Los jueces entendieron que la violencia de género estuvo plenamente demostrada a partir de las declaraciones testimoniales recibidas en el debate en las que se dio cuenta que la víctima era acosada, perseguida en su día habitual por parte de Torres, quien quería saber constantemente con quién estaba, qué hacía, y le pedía hacer llamadas de video para ver dónde y con quién se encontraba, para descartar la existencia de hombres en el lugar.
También, se valoraron los testimonios que dieron cuenta que durante su internación en el hospital-por una operación- Torres no quería que otras personas tocaran a la víctima, en especial enfermeros varones.

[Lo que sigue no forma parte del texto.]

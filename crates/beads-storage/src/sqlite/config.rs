//! Config and metadata key-value store operations for [`SqliteStore`].
//!
//! Both surfaces are backed by the same `metadata` table; `category`
//! distinguishes the closed workspace configuration set (`configuration`)
//! from internal bookkeeping keys such as `schema_version` and applied
//! migrations (`tracking`), so a config dump never leaks tracking state.

use rusqlite::{params, Connection};
use std::collections::HashMap;

use crate::error::{Result, StorageError};
use crate::sqlite::store::SqliteStore;

// ---------------------------------------------------------------------------
// Connection-level helpers (shared with Transaction)
// ---------------------------------------------------------------------------

pub(crate) fn set_config_on_conn(conn: &Connection, key: &str, value: &str) -> Result<()> {
    conn.execute(
        "INSERT OR REPLACE INTO metadata (key, value, category) VALUES (?1, ?2, 'configuration')",
        params![key, value],
    )?;
    Ok(())
}

pub(crate) fn get_config_on_conn(conn: &Connection, key: &str) -> Result<String> {
    conn.query_row(
        "SELECT value FROM metadata WHERE key = ?1 AND category = 'configuration'",
        params![key],
        |row| row.get::<_, String>(0),
    )
    .map_err(|e| match e {
        rusqlite::Error::QueryReturnedNoRows => StorageError::not_found("config", key),
        other => StorageError::Query(other),
    })
}

pub(crate) fn set_metadata_on_conn(conn: &Connection, key: &str, value: &str) -> Result<()> {
    conn.execute(
        "INSERT OR REPLACE INTO metadata (key, value, category) VALUES (?1, ?2, 'tracking')",
        params![key, value],
    )?;
    Ok(())
}

pub(crate) fn get_metadata_on_conn(conn: &Connection, key: &str) -> Result<String> {
    conn.query_row(
        "SELECT value FROM metadata WHERE key = ?1",
        params![key],
        |row| row.get::<_, String>(0),
    )
    .map_err(|e| match e {
        rusqlite::Error::QueryReturnedNoRows => StorageError::not_found("metadata", key),
        other => StorageError::Query(other),
    })
}

// ---------------------------------------------------------------------------
// SqliteStore methods
// ---------------------------------------------------------------------------

impl SqliteStore {
    /// Sets a configuration key-value pair.
    pub fn set_config_impl(&self, key: &str, value: &str) -> Result<()> {
        let conn = self.lock_conn()?;
        set_config_on_conn(&conn, key, value)
    }

    /// Gets a configuration value by key.
    pub fn get_config_impl(&self, key: &str) -> Result<String> {
        let conn = self.lock_conn()?;
        get_config_on_conn(&conn, key)
    }

    /// Returns all configuration key-value pairs.
    pub fn get_all_config_impl(&self) -> Result<HashMap<String, String>> {
        let conn = self.lock_conn()?;
        let mut stmt = conn.prepare(
            "SELECT key, value FROM metadata WHERE category = 'configuration' ORDER BY key",
        )?;
        let rows = stmt.query_map([], |row| {
            Ok((row.get::<_, String>(0)?, row.get::<_, String>(1)?))
        })?;
        let mut map = HashMap::new();
        for row in rows {
            let (k, v) = row?;
            map.insert(k, v);
        }
        Ok(map)
    }

    /// Sets an internal tracking metadata value (not part of the config dump).
    pub fn set_metadata_impl(&self, key: &str, value: &str) -> Result<()> {
        let conn = self.lock_conn()?;
        set_metadata_on_conn(&conn, key, value)
    }

    /// Gets an internal tracking metadata value.
    pub fn get_metadata_impl(&self, key: &str) -> Result<String> {
        let conn = self.lock_conn()?;
        get_metadata_on_conn(&conn, key)
    }
}

#[cfg(test)]
mod tests {
    use super::*;

    fn test_store() -> SqliteStore {
        SqliteStore::open_in_memory().unwrap()
    }

    #[test]
    fn set_and_get_config() {
        let store = test_store();
        store.set_config_impl("test_key", "test_value").unwrap();
        let val = store.get_config_impl("test_key").unwrap();
        assert_eq!(val, "test_value");
    }

    #[test]
    fn get_config_not_found() {
        let store = test_store();
        let err = store.get_config_impl("nonexistent").unwrap_err();
        assert!(err.is_not_found());
    }

    #[test]
    fn upsert_config() {
        let store = test_store();
        store.set_config_impl("key1", "v1").unwrap();
        store.set_config_impl("key1", "v2").unwrap();
        let val = store.get_config_impl("key1").unwrap();
        assert_eq!(val, "v2");
    }

    #[test]
    fn get_all_config() {
        let store = test_store();
        let config = store.get_all_config_impl().unwrap();
        assert!(config.contains_key("issue_prefix"));
        assert_eq!(config.get("issue_prefix").unwrap(), "bd");
    }

    #[test]
    fn config_dump_does_not_leak_tracking_keys() {
        let store = test_store();
        let config = store.get_all_config_impl().unwrap();
        assert!(!config.contains_key("schema_version"));
    }
}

Si bien, los testigos no hablaron de golpes o maltrato físico por parte de Torres, los jueces entendieron que esa circunstancia no desacredita la violencia psicológica e incluso económica que Torres ejerció sobre Clara Romero Candia dado que la hostigaba por teléfono, se quedó con sus pertenencias cuando esta se vino a la localidad de Pigüé, que la buscaba en su trabajo y se determinó que la mujer quería ir a Paraguay para escapar de esa situación.
Según la causa, investigada por la UFIJ N° 5, a cargo del fiscal Jorge Viego, el hecho se produjo el 14 de noviembre de 2023, en el interior del domicilio ubicado en calle Alem 379 de esa localidad, cuando el hombre con la utilización de un cuchillo le habría causado la muerte de manera intencional a la mujer, con quien mantenía una relación de pareja.
La víctima sufrió una lesión punzo cortante en tórax, que le causó la muerte por shock hipovolémico grave e irreversible a nivel abdominal.